Reproduce each line from the first in the data through the line that contains "use thiserror::Error;" exactly; give nothing else.
○ ○ ○ ○
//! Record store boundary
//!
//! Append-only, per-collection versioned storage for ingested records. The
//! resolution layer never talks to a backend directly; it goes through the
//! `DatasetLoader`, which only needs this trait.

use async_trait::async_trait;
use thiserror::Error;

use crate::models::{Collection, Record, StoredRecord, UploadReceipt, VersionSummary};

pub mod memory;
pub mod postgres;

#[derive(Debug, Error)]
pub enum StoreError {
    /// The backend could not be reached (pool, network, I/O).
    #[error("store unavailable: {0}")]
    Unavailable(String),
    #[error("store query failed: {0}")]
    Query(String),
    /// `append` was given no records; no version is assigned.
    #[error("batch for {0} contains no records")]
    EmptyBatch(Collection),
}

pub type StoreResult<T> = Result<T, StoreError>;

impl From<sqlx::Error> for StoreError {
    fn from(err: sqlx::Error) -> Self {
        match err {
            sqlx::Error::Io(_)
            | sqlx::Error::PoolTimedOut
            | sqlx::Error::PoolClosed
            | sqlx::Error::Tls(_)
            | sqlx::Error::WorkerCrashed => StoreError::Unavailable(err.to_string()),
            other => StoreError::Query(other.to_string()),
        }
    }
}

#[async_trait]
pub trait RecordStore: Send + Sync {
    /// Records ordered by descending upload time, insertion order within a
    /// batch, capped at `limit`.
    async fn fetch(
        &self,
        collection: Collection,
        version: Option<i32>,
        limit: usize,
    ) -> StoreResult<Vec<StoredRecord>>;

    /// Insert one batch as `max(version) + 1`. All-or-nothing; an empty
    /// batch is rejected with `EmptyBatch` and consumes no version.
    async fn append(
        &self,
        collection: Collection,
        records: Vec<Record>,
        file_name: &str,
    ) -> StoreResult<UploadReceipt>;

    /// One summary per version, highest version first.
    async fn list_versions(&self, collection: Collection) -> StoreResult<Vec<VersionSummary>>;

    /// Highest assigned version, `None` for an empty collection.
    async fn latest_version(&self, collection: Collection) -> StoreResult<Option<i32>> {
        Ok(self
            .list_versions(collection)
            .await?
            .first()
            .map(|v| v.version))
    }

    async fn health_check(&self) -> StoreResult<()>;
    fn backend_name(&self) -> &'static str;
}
○ ○ ○ ○
* Problem solution *
//! Record store boundary
//!
//! Append-only, per-collection versioned storage for ingested records. The
//! resolution layer never talks to a backend directly; it goes through the
//! `DatasetLoader`, which only needs this trait.

use async_trait::async_trait;
use thiserror::Error;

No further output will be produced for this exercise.